In the end, the NHRA, in a combination of acquiescing to the peanut gallery and sporting a good measure of arrogance, pulled the rug out from underneath this group of racers who only did what they were supposed to do, race and do what it takes to win. 

Some allege the television time they took away from the larger funded fuel teams was an even larger transgression. 

The way the NHRA handled the situation landed them in court fighting a lawsuit which alleged the sanctioning body led the Pro Stock Truck racers to believe they'd be racing in 2002. 

Sixteen years later, Pro Stock is tiptoeing through the same kind of minefield for its survival. 

Unlike Pro Stock Truck, Pro Stock has given the decision-makers all the clout they need to kick it to the curb. 

There's enough blame to go around in this fiasco of the factory hot rods.

Here are just a few of the greatest hits as I see it. 
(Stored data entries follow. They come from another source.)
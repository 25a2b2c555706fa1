//! Honeypot detection by simulated round trip
//!
//! A token is simulated as a buy from the base asset followed by a sell of
//! the quoted output back into the base asset, both via `eth_call` so no
//! state changes. A token that can be bought but not sold is a honeypot.
//!
//! The sell leg runs against the head block, where the buy never happened.
//! [`ChainClient::simulate_swap`] funds the wallet with the input amount and
//! the router allowance through state overrides so the sell sees post-buy
//! balances.

use std::sync::Arc;

use ethers::types::{Address, U256};
use serde::Deserialize;
use tracing::{debug, info};

use crate::chain::{deadline_from_now, ChainClient, SimulationError, SwapRequest};
use crate::error::{Error, Result};

/// How to treat a simulation that failed without any revert payload
#[derive(Debug, Clone, Copy, Default, PartialEq, Eq, Deserialize)]
#[serde(rename_all = "lowercase")]
pub enum AmbiguousRevertPolicy {
    /// Treat the token as a honeypot
    #[default]
    Reject,
    /// Treat the token as sellable
    Accept,
}

/// Outcome of a round-trip simulation
#[derive(Debug, Clone, PartialEq, Eq)]
pub enum HoneypotVerdict {
    Safe,
    Honeypot { reason: String },
    /// A leg failed but the node gave no revert data to judge by
    Inconclusive { reason: String },
}

impl HoneypotVerdict {
    /// Collapse the verdict into "is this a honeypot" under `policy`
    pub fn is_honeypot(&self, policy: AmbiguousRevertPolicy) -> bool {
        match self {
            HoneypotVerdict::Safe => false,
            HoneypotVerdict::Honeypot { .. } => true,
            HoneypotVerdict::Inconclusive { .. } => policy == AmbiguousRevertPolicy::Reject,
        }
    }
}

#[derive(Debug, Clone, Copy)]
enum Leg {
    Buy,
    Sell,
}

impl Leg {
    fn as_str(&self) -> &'static str {
        match self {
            Leg::Buy => "buy",
            Leg::Sell => "sell",
        }
    }
}

/// Round-trip swap simulator
pub struct HoneypotSimulator {
    chain: Arc<dyn ChainClient>,
    base_asset: Address,
    fee: u32,
    deadline_secs: u64,
}

impl HoneypotSimulator {
    pub fn new(chain: Arc<dyn ChainClient>, base_asset: Address, fee: u32, deadline_secs: u64) -> Self {
        Self {
            chain,
            base_asset,
            fee,
            deadline_secs,
        }
    }

    /// Simulate buying `token` with `amount_in` base asset and selling it back.
    ///
    /// Transport failures are returned as errors, never as a verdict.
    pub async fn is_honeypot(&self, token: Address, amount_in: U256) -> Result<HoneypotVerdict> {
        let recipient = self.chain.wallet_address();
        let buy = SwapRequest {
            token_in: self.base_asset,
            token_out: token,
            fee: self.fee,
            recipient,
            deadline: deadline_from_now(self.deadline_secs),
            amount_in,
            amount_out_minimum: U256::zero(),
            value: amount_in,
        };

        let bought = match self.chain.simulate_swap(&buy).await {
            Ok(amount) => amount,
            Err(e) => return verdict_from_failure(Leg::Buy, e),
        };

        if bought.is_zero() {
            info!(token = ?token, "Buy simulation returned zero tokens");
            return Ok(HoneypotVerdict::Honeypot {
                reason: "buy returns zero tokens".into(),
            });
        }

        let sell = SwapRequest {
            token_in: token,
            token_out: self.base_asset,
            fee: self.fee,
            recipient,
            deadline: deadline_from_now(self.deadline_secs),
            amount_in: bought,
            amount_out_minimum: U256::zero(),
            value: U256::zero(),
        };

        match self.chain.simulate_swap(&sell).await {
            Ok(returned) => {
                debug!(token = ?token, %bought, %returned, "Round trip simulated");
                Ok(HoneypotVerdict::Safe)
            }
            Err(e) => verdict_from_failure(Leg::Sell, e),
        }
    }
}

fn verdict_from_failure(leg: Leg, error: SimulationError) -> Result<HoneypotVerdict> {
    match error {
        SimulationError::Reverted(reason) => Ok(HoneypotVerdict::Honeypot {
            reason: format!("{} reverted: {}", leg.as_str(), reason),
        }),
        SimulationError::MissingRevertData(detail) => Ok(HoneypotVerdict::Inconclusive {
            reason: format!("{} failed without revert data: {}", leg.as_str(), detail),
        }),
        SimulationError::Transport(detail) => Err(Error::Rpc(format!(
            "{} simulation did not complete: {}",
            leg.as_str(),
            detail
        ))),
    }
}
One or two crewmen were replaced with four or five specialists. 

Racers began spending exorbitant amounts of money on specialty items such as shocks. It was all in the name of competition and taking the class to the next level. 

Racers, back in the prosperous days, allowed the investment to return ratio get so out of whack that the lack of prize money wasn't an immediate problem. After all, there were big-time sponsorships with big-time research & development budgets. These racers were paid to win and spent accordingly with no regard for life down the road. 
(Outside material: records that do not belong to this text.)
#[derive(Debug, Clone, Deserialize)]
pub struct NotificationConfig {
    #[serde(default = "default_true")]
    pub log_enabled: bool,
    #[serde(default = "default_telegram_bot_token")]
    pub telegram_bot_token: String,
    #[serde(default = "default_telegram_chat_id")]
    pub telegram_chat_id: String,
    #[serde(default = "default_explorer_tx_url")]
    pub explorer_tx_url: String,
}

// Default value functions
fn default_ws_endpoint() -> String {
    std::env::var("RPC_WS_ENDPOINT").unwrap_or_else(|_| "ws://127.0.0.1:8546".into())
}

fn default_fallback_ws_endpoints() -> Vec<String> {
    std::env::var("RPC_WS_FALLBACK_ENDPOINTS")
        .map(|v| {
            v.split(',')
                .map(str::trim)
                .filter(|s| !s.is_empty())
                .map(String::from)
                .collect()
        })
        .unwrap_or_default()
}

fn default_chain_id() -> u64 {
    1
}

fn default_reconnect_delay_ms() -> u64 {
    1000
}

fn default_max_reconnect_delay_ms() -> u64 {
    30_000
}

fn default_confirmations() -> usize {
    1
}

fn default_factory() -> String {
    UNISWAP_V2_FACTORY.into()
}

fn default_router() -> String {
    UNISWAP_V3_ROUTER.into()
}

fn default_base_asset() -> String {
    MAINNET_WETH.into()
}

fn default_channel_capacity() -> usize {
    1024
}

fn default_trade_amount_eth() -> f64 {
    std::env::var("TRADE_AMOUNT")
        .ok()
        .and_then(|v| v.parse().ok())
        .unwrap_or(0.01)
}

fn default_fee_tier() -> u32 {
    3000
}

fn default_gas_limit() -> u64 {
    300_000
}

fn default_deadline_secs() -> u64 {
    120
}

fn default_submission_timeout_secs() -> u64 {
    30
}

fn default_confirmation_timeout_secs() -> u64 {
    300
}

fn default_dedup_window_secs() -> u64 {
    600
}

fn default_gate_timeout_secs() -> u64 {
    30
}

fn default_min_liquidity_eth() -> f64 {
    std::env::var("MIN_LIQUIDITY")
        .ok()
        .and_then(|v| v.parse().ok())
        .unwrap_or(0.1)
}

fn default_max_supply_fraction() -> f64 {
    0.1
}

fn default_sentiment_threshold() -> usize {
    2
}

fn default_sentiment_keywords() -> Vec<String> {
    ["moon", "rocket", "gain", "bull", "up"]
        .iter()
        .map(|k| k.to_string())
        .collect()
}

fn default_sentiment_query_suffix() -> String {
    "memecoin".into()
}

fn default_coingecko_url() -> String {
    "https://api.coingecko.com/api/v3".into()
}

fn default_etherscan_url() -> String {
    "https://api.etherscan.io/api".into()
}

fn default_etherscan_api_key() -> String {
    std::env::var("ETHERSCAN_API_KEY").unwrap_or_default()
}

fn default_search_url() -> String {
    "https://www.googleapis.com/customsearch/v1".into()
}

fn default_google_api_key() -> String {
    std::env::var("GOOGLE_API_KEY").unwrap_or_default()
}

fn default_google_cx() -> String {
    std::env::var("GOOGLE_CX").unwrap_or_default()
}

fn default_request_timeout_ms() -> u64 {
    10_000
}

fn default_ledger_path() -> String {
    "tradeLog.json".into()
}

fn default_revaluation_interval_secs() -> u64 {
    60
}

fn default_stop_loss_fraction() -> f64 {
    0.2
}

fn default_telegram_bot_token() -> String {
    std::env::var("TELEGRAM_BOT_TOKEN").unwrap_or_default()
}

fn default_telegram_chat_id() -> String {
    std::env::var("TELEGRAM_CHAT_ID").unwrap_or_default()
}

fn default_explorer_tx_url() -> String {
    "https://etherscan.io/tx/".into()
}

fn default_true() -> bool {
    true
}

impl Default for RpcConfig {
    fn default() -> Self {
        Self {
            ws_endpoint: default_ws_endpoint(),
            fallback_ws_endpoints: default_fallback_ws_endpoints(),
            chain_id: default_chain_id(),
            reconnect_delay_ms: default_reconnect_delay_ms(),
            max_reconnect_delay_ms: default_max_reconnect_delay_ms(),
            confirmations: default_confirmations(),
        }
    }
}

impl Default for ContractsConfig {
    fn default() -> Self {
        Self {
            factory: default_factory(),
            router: default_router(),
            base_asset: default_base_asset(),
        }
    }
}

impl Default for BackpressureConfig {
    fn default() -> Self {
        Self {
            channel_capacity: default_channel_capacity(),
        }
    }
}

impl Default for TradingConfig {
    fn default() -> Self {
        Self {
            trade_amount_eth: default_trade_amount_eth(),
            fee_tier: default_fee_tier(),
            gas_limit: default_gas_limit(),
            deadline_secs: default_deadline_secs(),
            submission_timeout_secs: default_submission_timeout_secs(),
            confirmation_timeout_secs: default_confirmation_timeout_secs(),
            dedup_window_secs: default_dedup_window_secs(),
        }
    }
}

impl Default for FilterConfig {
    fn default() -> Self {
        Self {
            min_liquidity_eth: default_min_liquidity_eth(),
            max_supply_fraction: default_max_supply_fraction(),
            sentiment_threshold: default_sentiment_threshold(),
            sentiment_keywords: default_sentiment_keywords(),
            sentiment_query_suffix: default_sentiment_query_suffix(),
            ambiguous_revert_policy: AmbiguousRevertPolicy::default(),
            gate_timeout_secs: default_gate_timeout_secs(),
        }
    }
}

impl Default for OracleConfig {
    fn default() -> Self {
        Self {
            coingecko_url: default_coingecko_url(),
            etherscan_url: default_etherscan_url(),
            etherscan_api_key: default_etherscan_api_key(),
            search_url: default_search_url(),
            google_api_key: default_google_api_key(),
            google_cx: default_google_cx(),
            request_timeout_ms: default_request_timeout_ms(),
        }
    }
}

impl Default for PositionConfig {
    fn default() -> Self {
        Self {
            ledger_path: default_ledger_path(),
            revaluation_interval_secs: default_revaluation_interval_secs(),
            stop_loss_fraction: default_stop_loss_fraction(),
        }
    }
}

impl Default for NotificationConfig {
    fn default() -> Self {
        Self {
            log_enabled: true,
            telegram_bot_token: default_telegram_bot_token(),
            telegram_chat_id: default_telegram_chat_id(),
            explorer_tx_url: default_explorer_tx_url(),
        }
    }
}

impl Default for Config {
    fn default() -> Self {
        Self {
            rpc: RpcConfig::default(),
            contracts: ContractsConfig::default(),
            backpressure: BackpressureConfig::default(),
            trading: TradingConfig::default(),
            filters: FilterConfig::default(),
            oracle: OracleConfig::default(),
            positions: PositionConfig::default(),
            notifications: NotificationConfig::default(),
        }
    }
}

impl Config {
    /// Load configuration from file and environment variables
    pub fn load<P: AsRef<Path>>(path: P) -> Result<Self> {
        let path = path.as_ref();

        let settings = config::Config::builder()
            // Start with defaults
            .set_default("rpc.ws_endpoint", default_ws_endpoint())?
            .set_default("rpc.chain_id", default_chain_id() as i64)?
            // Load from file if exists
            .add_source(config::File::from(path).required(false))
            // Override with environment variables (prefix SNIPER_)
            .add_source(
                config::Environment::with_prefix("SNIPER")
                    .separator("__")
                    .try_parsing(true),
            )
            .build()
            .context("Failed to build configuration")?;

        let config: Config = settings
            .try_deserialize()
            .context("Failed to deserialize configuration")?;

        // Validate configuration
        config.validate()?;

        Ok(config)
    }

    /// Validate configuration values
    pub fn validate(&self) -> Result<()> {
        // Comparisons are written so that NaN fails them
        let trade_amount = self.trading.trade_amount_eth;
        if !(trade_amount > 0.0 && trade_amount.is_finite()) {
            anyhow::bail!("trade_amount_eth must be positive");
        }

        if self.trading.deadline_secs == 0 {
            anyhow::bail!("deadline_secs must be positive");
        }

        if self.trading.submission_timeout_secs == 0 || self.filters.gate_timeout_secs == 0 {
            anyhow::bail!("submission_timeout_secs and gate_timeout_secs must be positive");
        }

        let min_liquidity = self.filters.min_liquidity_eth;
        if !(min_liquidity >= 0.0 && min_liquidity.is_finite()) {
            anyhow::bail!("min_liquidity_eth cannot be negative");
        }

        let max_supply = self.filters.max_supply_fraction;
        if !(max_supply > 0.0 && max_supply <= 1.0) {
            anyhow::bail!("max_supply_fraction must be in (0, 1]");
        }

        let stop_loss = self.positions.stop_loss_fraction;
        if !(stop_loss > 0.0 && stop_loss < 1.0) {
            anyhow::bail!("stop_loss_fraction must be between 0 and 1");
        }

        if self.positions.revaluation_interval_secs == 0 {
            anyhow::bail!("revaluation_interval_secs must be positive");
        }

        if self.backpressure.channel_capacity == 0 {
            anyhow::bail!("channel_capacity must be positive");
        }

        // Validate contract addresses
        self.factory_address()?;
        self.router_address()?;
        self.base_asset_address()?;

        if self.filters.sentiment_keywords.is_empty() && self.filters.sentiment_threshold > 0 {
            tracing::warn!("No sentiment keywords configured - the sentiment gate will reject every token");
        }

        Ok(())
    }

    /// Primary websocket endpoint followed by the fallbacks, without repeats
    pub fn ws_endpoints(&self) -> Vec<String> {
        let mut endpoints = vec![self.rpc.ws_endpoint.clone()];
        for endpoint in &self.rpc.fallback_ws_endpoints {
            if !endpoints.contains(endpoint) {
                endpoints.push(endpoint.clone());
            }
        }
        endpoints
    }

    pub fn factory_address(&self) -> Result<Address> {
        parse_address("contracts.factory", &self.contracts.factory)
    }

    pub fn router_address(&self) -> Result<Address> {
        parse_address("contracts.router", &self.contracts.router)
    }

    pub fn base_asset_address(&self) -> Result<Address> {
        parse_address("contracts.base_asset", &self.contracts.base_asset)
    }

    /// Get masked configuration for display (hide secrets)
    pub fn masked_display(&self) -> String {
        format!(
            r#"Configuration:
  RPC:
    ws_endpoint: {}
    fallback_endpoints: {}
    chain_id: {}
  Contracts:
    factory: {}
    router: {}
    base_asset: {}
  Trading:
    trade_amount: {} ETH
    fee_tier: {}
    deadline: {}s
    dedup_window: {}s
  Filters:
    min_liquidity: {} ETH
    max_supply_fraction: {}
    sentiment_threshold: {}
    ambiguous_revert_policy: {:?}
  Oracle:
    etherscan_api_key: {}
    google_api_key: {}
  Positions:
    ledger: {}
    revaluation_interval: {}s
    stop_loss: {}%
  Notifications:
    telegram: {}
"#,
            mask_url(&self.rpc.ws_endpoint),
            self.rpc.fallback_ws_endpoints.len(),
            self.rpc.chain_id,
            self.contracts.factory,
            self.contracts.router,
            self.contracts.base_asset,
            self.trading.trade_amount_eth,
            self.trading.fee_tier,
            self.trading.deadline_secs,
            self.trading.dedup_window_secs,
            self.filters.min_liquidity_eth,
            self.filters.max_supply_fraction,
            self.filters.sentiment_threshold,
            self.filters.ambiguous_revert_policy,
            mask_secret(&self.oracle.etherscan_api_key),
            mask_secret(&self.oracle.google_api_key),
            self.positions.ledger_path,
            self.positions.revaluation_interval_secs,
            self.positions.stop_loss_fraction * 100.0,
            if self.notifications.telegram_bot_token.is_empty() {
                "(not set)"
            } else {
                "***"
            },
        )
    }
}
To hell with the future when, unfortunately, sponsorship money would become nearly impossible to find.  The independent racer was sacrificed in the name of taking the class to the next level of racing. 
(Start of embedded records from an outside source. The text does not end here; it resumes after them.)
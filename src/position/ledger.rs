//! Durable trade ledger
//!
//! The ledger is a JSON array of [`Position`]s in execution order. The file
//! is the source of truth: every operation re-reads it, and every mutation
//! rewrites it through a temp file in the same directory followed by a
//! rename, all under one async mutex.

use std::io::Write;
use std::path::{Path, PathBuf};

use chrono::{DateTime, Utc};
use ethers::types::{Address, TxHash};
use serde::{Deserialize, Serialize};
use tempfile::NamedTempFile;
use tokio::sync::Mutex;
use tracing::{debug, info};

use crate::error::{Error, Result};

#[derive(Debug, Clone, Copy, PartialEq, Eq, Serialize, Deserialize)]
#[serde(rename_all = "lowercase")]
pub enum PositionStatus {
    Open,
    /// Terminal; closed positions are never revalued
    Closed,
}

/// One executed trade
#[derive(Debug, Clone, PartialEq, Serialize, Deserialize)]
#[serde(rename_all = "camelCase")]
pub struct Position {
    pub token_address: Address,
    pub tx_hash: TxHash,
    /// Base-asset units spent
    pub amount_invested: f64,
    /// Fiat value at entry
    pub value_at_trade: f64,
    pub current_value: Option<f64>,
    pub profit_loss: Option<f64>,
    pub status: PositionStatus,
    pub timestamp: DateTime<Utc>,
}

impl Position {
    pub fn open(token_address: Address, tx_hash: TxHash, amount_invested: f64, value_at_trade: f64) -> Self {
        Self {
            token_address,
            tx_hash,
            amount_invested,
            value_at_trade,
            current_value: None,
            profit_loss: None,
            status: PositionStatus::Open,
            timestamp: Utc::now(),
        }
    }

    pub fn is_open(&self) -> bool {
        self.status == PositionStatus::Open
    }
}

/// Aggregate view over the whole ledger
#[derive(Debug, Clone, Default, PartialEq, Serialize)]
pub struct LedgerSummary {
    pub total: usize,
    pub open: usize,
    pub closed: usize,
    /// Positions with a strictly positive profit/loss
    pub profitable: usize,
    /// Everything else, including positions not yet revalued
    pub unprofitable: usize,
    pub net_profit_loss: f64,
}

impl LedgerSummary {
    pub fn from_positions(positions: &[Position]) -> Self {
        let open = positions.iter().filter(|p| p.is_open()).count();
        let profitable = positions
            .iter()
            .filter(|p| p.profit_loss.is_some_and(|pl| pl > 0.0))
            .count();

        Self {
            total: positions.len(),
            open,
            closed: positions.len() - open,
            profitable,
            unprofitable: positions.len() - profitable,
            net_profit_loss: positions.iter().filter_map(|p| p.profit_loss).sum(),
        }
    }
}

/// File-backed position ledger with a single-writer critical section
#[derive(Debug)]
pub struct Ledger {
    path: PathBuf,
    lock: Mutex<()>,
}

impl Ledger {
    /// Open the ledger at `path`, creating it as `[]` if missing.
    ///
    /// An existing file must parse; a corrupt ledger is never overwritten.
    pub async fn open(path: impl Into<PathBuf>) -> Result<Self> {
        let path = path.into();
        let ledger = Self {
            path,
            lock: Mutex::new(()),
        };

        let guard = ledger.lock.lock().await;
        if tokio::fs::try_exists(&ledger.path).await? {
            let positions = read_positions(&ledger.path).await?;
            info!("Loaded {} positions from {}", positions.len(), ledger.path.display());
        } else {
            write_positions(&ledger.path, &[]).await?;
            info!("Created empty ledger at {}", ledger.path.display());
        }
        drop(guard);

        Ok(ledger)
    }

    pub fn path(&self) -> &Path {
        &self.path
    }

    /// Snapshot of every position
    pub async fn positions(&self) -> Result<Vec<Position>> {
        let _guard = self.lock.lock().await;
        read_positions(&self.path).await
    }

    pub async fn open_positions(&self) -> Result<Vec<Position>> {
        Ok(self.positions().await?.into_iter().filter(Position::is_open).collect())
    }

    pub async fn append(&self, position: Position) -> Result<()> {
        let token = position.token_address;
        self.update(move |positions| positions.push(position)).await?;
        debug!(token = ?token, "Position appended");
        Ok(())
    }

    /// Read-modify-write under the ledger lock.
    ///
    /// On any error the file keeps its previous contents.
    pub async fn update<T>(&self, f: impl FnOnce(&mut Vec<Position>) -> T) -> Result<T> {
        let _guard = self.lock.lock().await;
        let mut positions = read_positions(&self.path).await?;
        let out = f(&mut positions);
        write_positions(&self.path, &positions).await?;
        Ok(out)
    }
}

async fn read_positions(path: &Path) -> Result<Vec<Position>> {
    let data = tokio::fs::read_to_string(path)
        .await
        .map_err(|e| Error::LedgerIo(format!("{}: {}", path.display(), e)))?;

    if data.trim().is_empty() {
        return Ok(Vec::new());
    }

    serde_json::from_str(&data).map_err(|e| Error::LedgerCorrupt(format!("{}: {}", path.display(), e)))
}

async fn write_positions(path: &Path, positions: &[Position]) -> Result<()> {
    let data = serde_json::to_vec_pretty(positions)?;
    let path = path.to_path_buf();

    tokio::task::spawn_blocking(move || write_atomic(&path, &data))
        .await
        .map_err(|e| Error::Internal(format!("ledger writer task failed: {}", e)))?
}

fn write_atomic(path: &Path, data: &[u8]) -> Result<()> {
    let dir = match path.parent() {
        Some(dir) if !dir.as_os_str().is_empty() => dir,
        _ => Path::new("."),
    };

    let io_err = |e: std::io::Error| Error::LedgerIo(format!("{}: {}", path.display(), e));

    let mut tmp = NamedTempFile::new_in(dir).map_err(io_err)?;
    tmp.write_all(data).map_err(io_err)?;
    tmp.as_file().sync_all().map_err(io_err)?;
    tmp.persist(path).map_err(|e| io_err(e.error))?;
    Ok(())
}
Guess who also is guilty as hell? The sanctioning body. 

NHRA did little to squelch the arms race. They made a few token gestures like banning exotic metals, but it was “too little, too late.” 

NHRA also did little to adjust to the changing times. 

The sanctioning body had the opportunity to embrace electronic fuel injection long before they mandated it on all Mello Yello Drag Racing Series Pro Stockers for the 2015 season.

Did you know that at least two high profile Pro Stock teams went as far as developing electronic fuel injection for use in the class? The earliest was Warren Johnson in 1989, and later in 1992 with Reher & Morrison. 

The issue reportedly was that at least one manufacturer didn't want it, forcing NHRA [long before the Glen Cromwell administration] to shelve the idea. They didn't want to bite the hand that fed them. 

It was not the first time NHRA's management stared down the barrel of modern technology, and it scared them to death. Case in point, Buddy Ingersoll's turbocharged, V-6 effort in 1986. 

Then in 2000, NHRA allowed the first of the composite bodies to come into the class, effectively erasing the original steel/roof-and-quarters linchpin for Pro Stock. 

It wasn't long after this the cars lost their identity. 

They lost their identity to the point the class even welcomed in a four-door car, but by this time the die was already cast. Instead of the Challenger, Pro Stock got the Dart. 

Then the manufacturers, whom the NHRA allowed to be integral in the decision-making process, pulled their support from the class and left it. What you have now is the result of years of the tail wagging the dog. I could point to numerous examples, but at this point, what good would it do? 

Then there was the timing of the implementation of the electronic fuel injection.  I have to agree with former Pro Stock champion Allen Johnson that it was a lot of money spent to accomplish so little. 

Instead of making the conversation back in the days when money was free-flowing, NHRA ordered the change during an era of financial famine. 

I don't blame the NHRA for attempting to do something to stimulate growth in the class, but in the end, it's been too little, too late. 

I've always questioned why, when Pro Stock is filled with successful businessmen and drag racing is indeed a business and not a hobby, in what business model does it make sense for one to invest let's say on the extreme lower end, $30,000 to race for $10,000?"

If you keep racing with that kind of deficit, it doesn’t make you a victim, it makes you a volunteer.

Fix that aspect, despite all the other mistakes made, and you fix Pro Stock.